*EXTRACTED ENTRIES:*
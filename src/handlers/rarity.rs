use std::sync::Arc;

use axum::{
    extract::{Path, State},
    http::StatusCode,
    Json,
};

use crate::error::ApiResult;
use crate::handlers::not_found;
use crate::models::{ApiResponse, Deleted};
use crate::rarity::{Rarity, RarityInput, RarityService};
use crate::store::Database;

pub async fn create_rarity<D: Database>(
    State(service): State<Arc<RarityService<D>>>,
    Json(input): Json<RarityInput>,
) -> ApiResult<(StatusCode, Json<ApiResponse<Rarity>>)> {
    let rarity = service.add(input).await?;
    Ok((StatusCode::CREATED, Json(ApiResponse::ok(rarity))))
}

pub async fn list_rarities<D: Database>(
    State(service): State<Arc<RarityService<D>>>,
) -> ApiResult<Json<ApiResponse<Vec<Rarity>>>> {
    let rarities = service.get_all().await?;
    Ok(Json(ApiResponse::ok(rarities)))
}

pub async fn get_rarity<D: Database>(
    State(service): State<Arc<RarityService<D>>>,
    Path(id): Path<i64>,
) -> ApiResult<Json<ApiResponse<Rarity>>> {
    let rarity = service
        .get_by_id(id)
        .await?
        .ok_or_else(|| not_found("Rarity", id))?;
    Ok(Json(ApiResponse::ok(rarity)))
}

pub async fn update_rarity<D: Database>(
    State(service): State<Arc<RarityService<D>>>,
    Path(id): Path<i64>,
    Json(input): Json<RarityInput>,
) -> ApiResult<Json<ApiResponse<Rarity>>> {
    let rarity = service
        .update(id, input)
        .await?
        .ok_or_else(|| not_found("Rarity", id))?;
    Ok(Json(ApiResponse::ok(rarity)))
}

pub async fn delete_rarity<D: Database>(
    State(service): State<Arc<RarityService<D>>>,
    Path(id): Path<i64>,
) -> ApiResult<Json<ApiResponse<Deleted>>> {
    if !service.delete(id).await? {
        return Err(not_found("Rarity", id));
    }
    Ok(Json(ApiResponse::ok(Deleted { id })))
}
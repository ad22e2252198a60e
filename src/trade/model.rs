//! Trade offer models

use serde::{Deserialize, Serialize};
use sqlx::types::chrono::{DateTime, Utc};

/// "profile_posted gives one card_offered for one card_wanted"
#[derive(Debug, Serialize, Deserialize, sqlx::FromRow, Clone, PartialEq, Eq)]
pub struct TradeOffer {
    pub id: i64,
    pub profile_posted: i64,
    pub card_offered: i64,
    pub card_wanted: i64,
    pub created_at: DateTime<Utc>,
}

/// Request DTO for proposing a trade
#[derive(Debug, Serialize, Deserialize, Clone, Copy, PartialEq, Eq)]
pub struct TradeOfferInput {
    pub profile_posted: i64,
    pub card_offered: i64,
    pub card_wanted: i64,
}

/// What happened to a proposal
#[derive(Debug, Serialize, Clone, PartialEq, Eq)]
#[serde(tag = "outcome", content = "offer", rename_all = "lowercase")]
pub enum ProposalOutcome {
    /// No mirror existed; the proposal now waits as a new offer
    Posted(TradeOffer),
    /// A mirror existed and both sides swapped; this is the consumed offer
    Settled(TradeOffer),
}

impl ProposalOutcome {
    pub fn offer(&self) -> &TradeOffer {
        match self {
            ProposalOutcome::Posted(offer) | ProposalOutcome::Settled(offer) => offer,
        }
    }

    pub fn is_settled(&self) -> bool {
        matches!(self, ProposalOutcome::Settled(_))
    }
}

/// Query parameters for listing offers
#[derive(Debug, Default, Deserialize)]
pub struct TradeOfferQuery {
    pub card_offered: Option<i64>,
    pub card_wanted: Option<i64>,
    pub profile_id: Option<i64>,
}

*WHAT TO PRODUCE:*
Restate word for word the entries above from the line with "proposing a trade" through the line with "pub enum ProposalOutcome", inclusive, leaving out everything else.

*EXERCISE OUTPUT:*
/// Request DTO for proposing a trade
#[derive(Debug, Serialize, Deserialize, Clone, Copy, PartialEq, Eq)]
pub struct TradeOfferInput {
    pub profile_posted: i64,
    pub card_offered: i64,
    pub card_wanted: i64,
}

/// What happened to a proposal
#[derive(Debug, Serialize, Clone, PartialEq, Eq)]
#[serde(tag = "outcome", content = "offer", rename_all = "lowercase")]
pub enum ProposalOutcome {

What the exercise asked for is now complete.